The OP never reported on disk I/O - this is often the killer on database
speed, and "80g HDD" to me suggests there's a single, fairly
slow-spinning drive in the box.

> The first ting i'll suggeste is to 
> take all queries run by your application, make an sql script of them, 
> and run this script using a mysql client. If the script 
> returns in less 
> than a second, it's your application the bottleneck at some 
> point.

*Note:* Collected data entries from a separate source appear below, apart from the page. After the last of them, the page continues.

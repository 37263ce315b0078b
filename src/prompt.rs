use std::{io::Error as IoError, path::Path};

use thiserror::Error;
use tokio::io::{AsyncBufRead, AsyncBufReadExt, AsyncWrite, AsyncWriteExt, Lines};
use tracing::{instrument, warn};

use crate::{
    error::StudioError,
    selection::{resolve_voice, voice_label},
    service::SpeechBackend,
    studio::Studio,
    voice::VoiceRecord,
};

/// Errors, that end an interactive session.
#[derive(Error, Debug)]
pub enum PromptError {
    #[error("Terminal IO error: {0}")]
    IoError(#[from] IoError),

    #[error("{0}")]
    StudioError(#[from] StudioError),
}

/// Line-oriented interactive session.
///
/// Each round asks for a language, a voice and a text, synthesizes it and saves the result.
/// Failed rounds are reported and the session continues with a new one, until input is closed.
pub struct Prompt<'p, R, W> {
    input: Lines<R>,
    output: &'p mut W,
    default_text: &'p str,
    output_path: &'p Path,
}

impl<'p, R, W> Prompt<'p, R, W>
where
    R: AsyncBufRead + Unpin,
    W: AsyncWrite + Unpin,
{
    pub fn new(input: R, output: &'p mut W, default_text: &'p str, output_path: &'p Path) -> Self {
        Self {
            input: input.lines(),
            output,
            default_text,
            output_path,
        }
    }

    /// Ask a question and wait for an answer.
    ///
    /// Returns [`None`] if input was closed.
    async fn ask(&mut self, question: &str) -> Result<Option<String>, IoError> {
        self.output.write_all(question.as_bytes()).await?;
        self.output.flush().await?;

        Ok(self
            .input
            .next_line()
            .await?
            .map(|line| String::from(line.trim())))
    }

    async fn say(&mut self, message: &str) -> Result<(), IoError> {
        self.output.write_all(message.as_bytes()).await?;
        self.output.write_all(b"\n").await
    }

    /// Run rounds until input is closed.
    #[instrument(skip(self, studio), err)]
    pub async fn run<B>(mut self, studio: &mut Studio<B>) -> Result<(), PromptError>
    where
        B: SpeechBackend,
    {
        loop {
            match self.round(studio).await {
                Ok(true) => {}
                Ok(false) => return Ok(()),
                Err(PromptError::StudioError(StudioError::EmptyCatalog)) => {
                    self.say("No voices are available, voice selection is disabled.")
                        .await?;
                    return Ok(());
                }
                Err(PromptError::StudioError(e)) => {
                    warn!(inner = %e, "Action failed");
                    self.say(&format!("Error: {}", e)).await?;
                }
                Err(e) => return Err(e),
            }
        }
    }

    /// Single language-voice-text round.
    ///
    /// Returns `false` if input was closed.
    async fn round<B>(&mut self, studio: &mut Studio<B>) -> Result<bool, PromptError>
    where
        B: SpeechBackend,
    {
        let languages: Vec<_> = studio.languages().await?.into_iter().collect();

        self.say("Languages:").await?;
        for (i, language) in languages.iter().enumerate() {
            self.say(&format!("{:>4}. {}", i + 1, language)).await?;
        }

        let language = loop {
            let answer = match self.ask("Language: ").await? {
                Some(answer) => answer,
                None => return Ok(false),
            };

            match pick(&languages, &answer, |language| language == &answer) {
                Some(language) => break language.clone(),
                None => self.say(&format!("Unknown language \"{}\"", answer)).await?,
            }
        };

        let voices = studio.voices(&language).await?;

        self.say("Voices:").await?;
        for (i, voice) in voices.iter().enumerate() {
            self.say(&format!("{:>4}. {}", i + 1, voice_label(voice)))
                .await?;
        }

        let voice = loop {
            let answer = match self.ask("Voice: ").await? {
                Some(answer) => answer,
                None => return Ok(false),
            };

            match select_voice(&voices, &answer) {
                Ok(voice) => break voice.clone(),
                Err(e) => self.say(&format!("{}, please select again", e)).await?,
            }
        };

        let text = match self
            .ask(&format!("Text [{}]: ", self.default_text))
            .await?
        {
            Some(text) if !text.is_empty() => text,
            Some(_) => String::from(self.default_text),
            None => return Ok(false),
        };

        studio.synthesize(&text, &language, &voice).await?;

        if let Some(saved) = studio.save_last(self.output_path).await {
            let bytes = saved?;
            self.say(&format!(
                "Saved {} bytes to {}",
                bytes,
                self.output_path.display()
            ))
            .await?;
        }

        Ok(true)
    }
}

/// Pick an item either by its 1-based position, or by a predicate.
fn pick<'i, T, F>(items: &'i [T], answer: &str, matches: F) -> Option<&'i T>
where
    F: Fn(&T) -> bool,
{
    match answer.parse::<usize>() {
        Ok(position) if position >= 1 => items.get(position - 1),
        _ => items.iter().find(|item| matches(item)),
    }
}

fn select_voice<'v>(voices: &'v [VoiceRecord], answer: &str) -> Result<&'v VoiceRecord, StudioError> {
    if let Some(voice) = pick(voices, answer, |_| false) {
        return Ok(voice);
    }

    let filtered: Vec<_> = voices.iter().collect();

    resolve_voice(&filtered, answer)
}
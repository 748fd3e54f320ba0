//! Pollutant identifiers and their measurement units

use std::fmt;
use std::str::FromStr;

use serde::{Deserialize, Serialize};

use crate::error::AqiError;

/// Concentration unit a pollutant is reported in
#[derive(Debug, Clone, Copy, PartialEq, Eq, Hash, Serialize, Deserialize)]
pub enum Unit {
    /// Micrograms per cubic metre
    MicrogramsPerCubicMeter,
    /// Parts per million
    PartsPerMillion,
    /// Parts per billion
    PartsPerBillion,
}

impl Unit {
    #[must_use]
    pub fn symbol(&self) -> &'static str {
        match self {
            Self::MicrogramsPerCubicMeter => "µg/m³",
            Self::PartsPerMillion => "ppm",
            Self::PartsPerBillion => "ppb",
        }
    }
}

/// The five pollutants that contribute to the AQI
///
/// Each pollutant has a fixed unit; concentrations are always given in it.
#[derive(Debug, Clone, Copy, PartialEq, Eq, PartialOrd, Ord, Hash, Serialize, Deserialize)]
pub enum Pollutant {
    /// Fine particulate matter (µg/m³)
    #[serde(rename = "PM2.5")]
    Pm25,
    /// Ozone (ppb)
    #[serde(rename = "O3")]
    O3,
    /// Carbon monoxide (ppm)
    #[serde(rename = "CO")]
    Co,
    /// Sulfur dioxide (ppb)
    #[serde(rename = "SO2")]
    So2,
    /// Nitrogen dioxide (ppb)
    #[serde(rename = "NO2")]
    No2,
}

impl Pollutant {
    /// All pollutants in canonical order
    pub const ALL: [Self; 5] = [Self::Pm25, Self::O3, Self::Co, Self::So2, Self::No2];

    /// Display label, e.g. `PM2.5`
    #[must_use]
    pub fn label(&self) -> &'static str {
        match self {
            Self::Pm25 => "PM2.5",
            Self::O3 => "O3",
            Self::Co => "CO",
            Self::So2 => "SO2",
            Self::No2 => "NO2",
        }
    }

    #[must_use]
    pub fn unit(&self) -> Unit {
        match self {
            Self::Pm25 => Unit::MicrogramsPerCubicMeter,
            Self::Co => Unit::PartsPerMillion,
            Self::O3 | Self::So2 | Self::No2 => Unit::PartsPerBillion,
        }
    }
}

impl fmt::Display for Pollutant {
    fn fmt(&self, f: &mut fmt::Formatter<'_>) -> fmt::Result {
        f.write_str(self.label())
    }
}

impl FromStr for Pollutant {
    type Err = AqiError;

    fn from_str(s: &str) -> Result<Self, Self::Err> {
        // Accept "PM2.5", "pm25", "pm2_5" and the like
        let normalized: String = s
            .trim()
            .chars()
            .filter(|c| !matches!(c, '.' | '_' | ' '))
            .collect::<String>()
            .to_ascii_lowercase();

        match normalized.as_str() {
            "pm25" => Ok(Self::Pm25),
            "o3" => Ok(Self::O3),
            "co" => Ok(Self::Co),
            "so2" => Ok(Self::So2),
            "no2" => Ok(Self::No2),
            _ => Err(AqiError::UnknownPollutant(s.to_string())),
        }
    }
}
//! Air Quality Index computation
//!
//! This crate computes the AQI from concentrations of five pollutants:
//! - PM2.5 (µg/m³)
//! - O3 (ppb)
//! - CO (ppm)
//! - SO2 (ppb)
//! - NO2 (ppb)
//!
//! Each concentration is turned into a sub-index by piecewise-linear
//! interpolation over the pollutant's breakpoint table. The overall AQI is the
//! largest sub-index, and it falls into one of six health categories.
//!
//! # Example
//!
//! ```rust
//! use aqi_engine::{classify, compute_overall_aqi, Pollutant};
//!
//! let result = compute_overall_aqi(75.0, 50.0, 8.0, 30.0, 60.0).unwrap();
//! assert_eq!(result.aqi, 161);
//! assert_eq!(result.dominant_pollutant(), Pollutant::Pm25);
//!
//! let category = classify(result.aqi.into()).unwrap();
//! println!("{}: {}", category.label(), category.implication());
//! ```

pub mod breakpoints;
pub mod category;
pub mod config;
pub mod engine;
pub mod error;
pub mod pollutant;
pub mod reading;
pub mod scenario;

pub use breakpoints::{Breakpoint, BreakpointTable};
pub use category::{AqiCategory, classify};
pub use config::EngineConfig;
pub use engine::{AqiEngine, OverallAqi, SubIndices, standard_engine};
pub use error::{AqiError, Result};
pub use pollutant::{Pollutant, Unit};
pub use reading::{PollutantReading, Readings};
pub use scenario::Scenario;

/// Main entry point: compute the overall AQI using the built-in tables
///
/// # Arguments
///
/// * `pm25` - PM2.5 in µg/m³
/// * `o3` - O3 in ppb
/// * `co` - CO in ppm
/// * `so2` - SO2 in ppb
/// * `no2` - NO2 in ppb
///
/// # Returns
///
/// * `Ok(OverallAqi)` - Overall AQI, every sub-index and the category
/// * `Err(AqiError)` - Computation failed
///
/// # Example
///
/// ```rust
/// use aqi_engine::{compute_overall_aqi, AqiCategory};
///
/// let result = compute_overall_aqi(8.0, 40.0, 0.5, 2.0, 5.0).unwrap();
/// assert_eq!(result.aqi, 37);
/// assert_eq!(result.category, AqiCategory::Good);
/// ```
///
/// # Errors
///
/// * `AqiError::InvalidConcentration` - A concentration is negative or NaN
/// * `AqiError::InvalidBreakpointTable` - A built-in table is malformed
pub fn compute_overall_aqi(pm25: f64, o3: f64, co: f64, so2: f64, no2: f64) -> Result<OverallAqi> {
    standard_engine()?.compute(&Readings::new(pm25, o3, co, so2, no2))
}
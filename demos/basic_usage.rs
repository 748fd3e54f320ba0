//! Basic Usage Example for the AQI engine
//!
//! Computes every preset scenario and prints the overall AQI, its category and
//! the per-pollutant breakdown.
//!
//! Run with: cargo run --example basic_usage
//! Set `RUST_LOG=aqi_engine=debug` to see the engine's events.

use aqi_engine::{OverallAqi, Scenario, compute_overall_aqi, standard_engine};
use tracing_subscriber::EnvFilter;

fn main() -> Result<(), Box<dyn std::error::Error>> {
    tracing_subscriber::fmt()
        .with_env_filter(EnvFilter::from_default_env())
        .init();

    println!("🌬️  AQI Engine - Basic Usage Example\n");

    let engine = standard_engine()?;
    for scenario in Scenario::ALL {
        println!("📍 {scenario}");
        println!("{}", "=".repeat(scenario.name().chars().count() + 3));

        let readings = scenario.readings();
        for (pollutant, concentration) in readings.iter() {
            println!(
                "   {:<6} {:>8.1} {}",
                pollutant.label(),
                concentration,
                pollutant.unit().symbol()
            );
        }

        let result = engine.compute(&readings)?;
        print_result(&result);
        println!();
    }

    // The free function uses the same built-in tables
    println!("🔧 Direct call");
    println!("==============");
    let result = compute_overall_aqi(35.5, 0.0, 0.0, 0.0, 0.0)?;
    print_result(&result);

    Ok(())
}

fn print_result(result: &OverallAqi) {
    let category = result.category;
    println!(
        "   ✅ AQI {} ({}, {})",
        result.aqi,
        category.label(),
        category.severity_tag()
    );
    println!("   🏭 Dominant pollutant: {}", result.dominant_pollutant());
    println!("   🩺 {}", category.implication());
    println!("   👉 {}", category.recommendation());

    println!("   📊 Contributions:");
    let max = result.aqi.max(1);
    for (pollutant, index) in result.sub_indices.ranked() {
        let bar = "█".repeat(usize::from(index) * 30 / usize::from(max));
        println!("     {:<6} {:>3} {bar}", pollutant.label(), index);
    }
}
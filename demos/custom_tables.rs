//! Custom Breakpoint Tables Example
//!
//! Dumps the built-in tables as JSON, swaps in a revised PM2.5 table and shows
//! how the same reading is scored under both.
//!
//! Run with: cargo run --example custom_tables

use aqi_engine::{AqiEngine, Breakpoint, BreakpointTable, EngineConfig, Pollutant, standard_engine};

fn main() -> Result<(), Box<dyn std::error::Error>> {
    tracing_subscriber::fmt()
        .with_env_filter(tracing_subscriber::EnvFilter::from_default_env())
        .init();

    println!("🗂️  AQI Engine - Custom Tables Example\n");

    let mut config = EngineConfig::standard()?;
    let json = config.to_json()?;
    println!("📄 Built-in configuration ({} bytes of JSON)", json.len());
    println!("{}\n", json.lines().take(8).collect::<Vec<_>>().join("\n"));

    // Tighter PM2.5 bands with a lower "Good" ceiling
    config.pm25 = BreakpointTable::new(vec![
        Breakpoint::new(0.0, 9.0, 0, 50),
        Breakpoint::new(9.1, 35.4, 51, 100),
        Breakpoint::new(35.5, 55.4, 101, 150),
        Breakpoint::new(55.5, 125.4, 151, 200),
        Breakpoint::new(125.5, 225.4, 201, 300),
        Breakpoint::new(225.5, 325.4, 301, 500),
    ])?;

    // Reload through JSON to exercise validation on the way in
    let revised = AqiEngine::from_config(EngineConfig::from_json(&config.to_json()?)?);
    let standard = standard_engine()?;

    println!("📊 PM2.5 sub-index: built-in vs revised");
    println!("=======================================");
    for concentration in [5.0, 10.0, 40.0, 100.0, 200.0, 300.0] {
        let before = standard.sub_index(Pollutant::Pm25, concentration)?;
        let after = revised.sub_index(Pollutant::Pm25, concentration)?;
        println!("   {concentration:>6.1} µg/m³  {before:>3} → {after:>3}");
    }

    println!("\n⚠️  Rejected configuration");
    println!("=========================");
    let broken = r#"{"pm25": [], "o3": [], "co": [], "so2": [], "no2": []}"#;
    match EngineConfig::from_json(broken) {
        Ok(_) => println!("   ✅ Unexpectedly accepted"),
        Err(e) => println!("   ❌ {e}"),
    }

    Ok(())
}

If it 
> takes 10 seconds, improve your database designs, add indexes, reduce 
> queries.

Agree.  Also check the disk I/O load - I didn't see which operating
system the OP is running, but check Physical Disk / Average Disk Queue
Length on Windows (in the Performance tool) or use "vmstat" on most
UNIXes to get a rough-and-ready feel for the disk traffic.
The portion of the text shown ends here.